そして悪霊に狙われ、EHで働く事になり霊力開眼。
亡き兄にしてその生まれ変わりの死神の力も受け継ぎ、強力な霊力を発動させていた。
普通の女子高生ならば年齢的に素のまま演じていても違和感ないのだが、徐々に強大になっていく霊力を扱うとなると、演技力がものをいってくる。
いまも素の口調ではなく雪恵口調なのは、DVDを見るであろうファンの為に雪恵を演じているのだろう。
「そう言えば、私最初の収録の時に役の名前を考えてくるように言われたのを忘れて。じゃあ、帆乃香でいいんじゃ、って言われて決まったんですよね」
最初の収録時を思い出して、都路は苦笑する。
冥土のお仕事の収録では、役名を撮影前に役者自身に決めてもらうことが多かったのだが、そうゆう撮影はあまり多くないらしく、忘れる役者さんもしばしば。

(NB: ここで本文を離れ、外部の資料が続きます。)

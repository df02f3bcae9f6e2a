#![forbid(unsafe_code)]

//! Deterministic in-memory card used by the engine unit tests.

use std::collections::BTreeMap;

use simcsv_kernel_contracts::card::{
    AppContext, CardCapabilities, CardCommands, CardIoError, CardResponse, CredentialSlot,
    ObjectId, RecordNumber, StatusWord,
};

#[derive(Debug, Clone, Default)]
pub struct FakeObject {
    pub data: Vec<u8>,
    pub records: usize,
    pub width_fails: bool,
    pub read_fails: bool,
    pub corrupt_writes: bool,
}

#[derive(Debug, Clone, PartialEq, Eq)]
pub enum FakeWrite {
    Binary { id: String, data: Vec<u8> },
    Record { id: String, record: usize, data: Vec<u8> },
}

#[derive(Debug, Clone)]
pub struct FakeCard {
    pub caps: CardCapabilities,
    pub select_status: StatusWord,
    pub verify_status: StatusWord,
    pub objects: BTreeMap<String, FakeObject>,
    pub selected: Vec<AppContext>,
    pub writes: Vec<FakeWrite>,
    pub credentials: Vec<(CredentialSlot, Vec<u8>)>,
}

impl FakeCard {
    pub fn new(caps: CardCapabilities) -> Self {
        Self {
            caps,
            select_status: StatusWord::OK,
            verify_status: StatusWord::OK,
            objects: BTreeMap::new(),
            selected: Vec::new(),
            writes: Vec::new(),
            credentials: Vec::new(),
        }
    }

    pub fn uicc() -> Self {
        Self::new(CardCapabilities::uicc_with_usim_and_isim())
    }

    pub fn put_flat(&mut self, id: &str, data: &[u8]) -> &mut FakeObject {
        self.put(id, data.to_vec(), 1)
    }

    pub fn put_records(&mut self, id: &str, records: &[&[u8]]) -> &mut FakeObject {
        self.put(id, records.concat(), records.len())
    }

    pub fn object(&self, id: &str) -> &FakeObject {
        &self.objects[&id.to_ascii_uppercase()]
    }

    fn put(&mut self, id: &str, data: Vec<u8>, records: usize) -> &mut FakeObject {
        let key = id.to_ascii_uppercase();
        self.objects.insert(
            key.clone(),
            FakeObject {
                data,
                records,
                ..FakeObject::default()
            },
        );
        self.objects.get_mut(&key).unwrap()
    }

    fn lookup(&mut self, id: &ObjectId) -> Option<&mut FakeObject> {
        self.objects.get_mut(id.as_str())
    }
}

fn store(obj: &mut FakeObject, offset: usize, data: &[u8]) {
    obj.data[offset..offset + data.len()].copy_from_slice(data);
    if obj.corrupt_writes {
        obj.data[offset] ^= 0xff;
    }
}

impl CardCommands for FakeCard {
    fn capabilities(&self) -> CardCapabilities {
        self.caps
    }

    fn select_context(&mut self, context: AppContext) -> Result<StatusWord, CardIoError> {
        self.selected.push(context);
        Ok(self.select_status)
    }

    fn object_exists(&mut self, id: &ObjectId) -> bool {
        self.lookup(id).is_some()
    }

    fn binary_width(&mut self, id: &ObjectId) -> Result<usize, CardIoError> {
        match self.lookup(id) {
            Some(o) if !o.width_fails => Ok(o.data.len()),
            _ => Err(CardIoError::new("no FCP")),
        }
    }

    fn record_count(&mut self, id: &ObjectId) -> Result<usize, CardIoError> {
        match self.lookup(id) {
            Some(o) if !o.width_fails => Ok(o.records),
            _ => Err(CardIoError::new("no FCP")),
        }
    }

    fn read_binary(&mut self, id: &ObjectId) -> Result<CardResponse, CardIoError> {
        Ok(match self.lookup(id) {
            Some(o) if o.read_fails => CardResponse::status_only(StatusWord(0x6f00)),
            Some(o) => CardResponse::ok(o.data.clone()),
            None => CardResponse::status_only(StatusWord::FILE_NOT_FOUND),
        })
    }

    fn update_binary(&mut self, id: &ObjectId, data: &[u8]) -> Result<StatusWord, CardIoError> {
        self.writes.push(FakeWrite::Binary {
            id: id.as_str().to_string(),
            data: data.to_vec(),
        });
        let Some(o) = self.lookup(id) else {
            return Ok(StatusWord::FILE_NOT_FOUND);
        };
        if data.len() > o.data.len() {
            return Ok(StatusWord::WRONG_LENGTH);
        }
        store(o, 0, data);
        Ok(StatusWord::OK)
    }

    fn read_record(
        &mut self,
        id: &ObjectId,
        record: RecordNumber,
    ) -> Result<CardResponse, CardIoError> {
        let Some(o) = self.lookup(id) else {
            return Ok(CardResponse::status_only(StatusWord::FILE_NOT_FOUND));
        };
        if o.read_fails {
            return Ok(CardResponse::status_only(StatusWord(0x6f00)));
        }
        if record.get() > o.records {
            return Ok(CardResponse::status_only(StatusWord::RECORD_NOT_FOUND));
        }
        let width = o.data.len() / o.records;
        let start = (record.get() - 1) * width;
        Ok(CardResponse::ok(o.data[start..start + width].to_vec()))
    }

    fn update_record(
        &mut self,
        id: &ObjectId,
        record: RecordNumber,
        data: &[u8],
    ) -> Result<StatusWord, CardIoError> {
        self.writes.push(FakeWrite::Record {
            id: id.as_str().to_string(),
            record: record.get(),
            data: data.to_vec(),
        });
        let Some(o) = self.lookup(id) else {
            return Ok(StatusWord::FILE_NOT_FOUND);
        };
        if record.get() > o.records {
            return Ok(StatusWord::RECORD_NOT_FOUND);
        }
        let width = o.data.len() / o.records;
        if data.len() != width {
            return Ok(StatusWord::WRONG_LENGTH);
        }
        store(o, (record.get() - 1) * width, data);
        Ok(StatusWord::OK)
    }

    fn verify_credential(
        &mut self,
        slot: CredentialSlot,
        credential: &[u8],
    ) -> Result<StatusWord, CardIoError> {
        self.credentials.push((slot, credential.to_vec()));
        Ok(self.verify_status)
    }
}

けれど皆、芸名が素敵だから撮影でそのまま使用しても違和感がない。
撮影中いつも手にしていたノートパソコンは実は本当に都路の愛用のパソコンで、今日も持ってきている。
パソコンを開き、
「私の役はパソコンを使ったテクニカルな感じで気に入ってるんですよね、その分専門的に見えるような演技をするのは大変でしたけど」
軽くキーボードに触れる指先は素早く、とても手馴れていてさまになっている。
「ボクの想い出話はそうだなあ‥‥『冥土のお仕事☆交差点』がボク最初の演技のお仕事だったから、色々と緊張したような記憶があるかな?」
ぱくぱくとクッキーを食べつつ、さなえ役の碓宮もう〜んと記憶を遡る。
歌が上手な元気っ子を演じた碓宮の本職はボーカリスト。
お腹が満腹になってほんのり眠いのか、どことなくぽけぽけとした雰囲気がある。
「役作りも何も、ボク自身に近い役だったと思うし。それからいくつか演技のお仕事経験したけど、ボクあまり上達してないかなー、あははー」
あははーと笑う碓宮の声は歌うように響いた。
「私の場合は一回だけのスポット的の参加でしたので、これと言った出来事はないですけど‥‥やはり特殊能力がらみの動きというのが大変でしたね。
目の前に普段見えない物が見えるというのは経験したことのないことですし‥‥」
撮影でも使っていた赤いフレームの眼鏡を少しずらし、堀川は語る。
確かに普段目に見えないものが見えるということはまずないわけで、けれど撮影ではそこに見えないものをあたかも見えているかのように演じなくてはならないのだから、苦労は押して知るべし。
眼鏡をかけている時は見えない設定であるのもまた難しい。
今回撮影したDVDの霊役の少年はちゃんと実は一緒に撮影していたのだ。
透ける加工や霊的な表現はCG技術で後付される為、堀川は眼鏡をかけている時はそこに少年が見えているにも関わらず、設定上見えない演技をしなければならなかったのだ。
「思い出といえば‥‥戦禍衆3の回や夏祭りの時は、さすがに台本を読みながらつい笑ってしまったがな」
くくっと含み笑いを持って、シヴェルは隣に座るイルゼを見る。
ずっと澄ましていたイルゼの顔が一瞬にして真っ赤になった。
もちろん女性同士、怪しい関係などでは決してないのだが、撮影中役柄的にパートナーとしてからみが多く、ましてやシヴェルの話した回を思い出すと恥ずかしさでいっぱいになる。
「色々貴重な経験でした」
辛うじてそういい、赤面を隠すようにイルゼはふいっとそっぽを向く。
その仕草にシヴェルは再び大笑い。
台本のせいとはいえ、誰だって真顔で『綺麗だな』などと面と向かって言われれば赤面しますって。
そして沢山の思い出が語られる中、座談会は楽しく幕を閉じるのだった。